Quoi qu’il en soit, le Projet 1619 n’aidera personne à comprendre pourquoi la guerre de Sécession a eu lieu. Le thème dominant du livre est que tous les «Américains blancs» étaient (et sont toujours) les bénéficiaires de l’esclavage. Cela rend la guerre civile incompréhensible. Pourquoi le pays a-t-il été divisé en 1861? Pourquoi a-t-il mené une guerre sanglante pendant les quatre années suivantes, livrant des batailles dont le nombre de morts a stupéfié le monde entier? Pourquoi 50.000 hommes sont-ils tombés morts ou mutilés à Gettysburg au cours des trois premiers jours de juillet 1863, six mois après la publication de la Proclamation d’émancipation par Lincoln? L’historien James McPherson, dans des ouvrages tels qu’«Abraham Lincoln and the Second American Revolution» et «For Cause and Comrades», répond à ces questions. Le Projet 1619 ne le peut pas.

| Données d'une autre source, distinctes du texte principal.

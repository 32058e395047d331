#![cfg(not(tarpaulin_include))]

use crate::config::SmtpSettings;
use crate::roster::Identity;
use lettre::transport::smtp::authentication::Credentials;
use lettre::transport::smtp::client::{Tls, TlsParameters};
use lettre::{Message, SmtpTransport, Transport};
use log::info;
use std::error::Error;

pub struct Mailer {
    smtp: SmtpTransport,
    from: String,
}

impl Mailer {
    pub fn new(settings: &SmtpSettings) -> Result<Self, Box<dyn Error>> {
        let creds = Credentials::new(settings.username.clone(), settings.password.clone());

        let tls_parameters = TlsParameters::new(settings.relay.clone())?;

        let smtp = SmtpTransport::relay(&settings.relay)?
            .credentials(creds)
            .port(settings.port)
            .tls(Tls::Wrapper(tls_parameters))
            .build();

        Ok(Mailer {
            smtp,
            from: settings.from.clone(),
        })
    }

    /// Mail an identity its own credential; the identity must have an email.
    pub fn send_credential(&self, identity: &Identity) -> Result<(), Box<dyn Error>> {
        let to = identity
            .email
            .as_deref()
            .ok_or("identity has no email address")?;

        let email = Message::builder()
            .from(self.from.parse()?)
            .to(to.parse()?)
            .subject("Your Intern ID")
            .body(credential_body(identity))?;

        self.smtp.send(&email)?;
        info!("sent credential reminder to {}", to);
        Ok(())
    }
}

pub fn credential_body(identity: &Identity) -> String {
    format!(
        "Hello {},\n\nYour Intern ID is: {}\nUse it together with your name to log activities and view your history.\n",
        identity.canonical_name, identity.credential_id
    )
}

Lincoln (au centre, sans son chapeau), prononçant le discours de Gettysburg

La négation par le Projet 1619 du rôle de l’esclavage dans la guerre civile est probablement plus claire dans les essais de Matthew Desmond, Martha S. Jones et Ibram Kendi. L’essai de Desmond, «Capitalisme», qui figurait dans la version originale, réapparaît maintenant sous une forme légèrement plus longue et soutient que l’esclavage du Sud était la partie dynamique de l’économie d’avant la guerre de Sécession, et que la richesse générée par celui-ci a également construit le capitalisme du Nord. Desmond présente la réalité à l’envers. La demande de coton dans le Nord, et en particulier en Grande-Bretagne – une demande elle-même subordonnée à la croissance économique capitaliste – a donné une nouvelle impulsion à l’esclavage dans le sud, et non l’inverse. Lorsque les maîtres d’esclaves ont fait sécession et ont déclenché la guerre civile, ils ont, entre autres, surestimé leur valeur dans l’économie mondiale, une erreur que Desmond répète.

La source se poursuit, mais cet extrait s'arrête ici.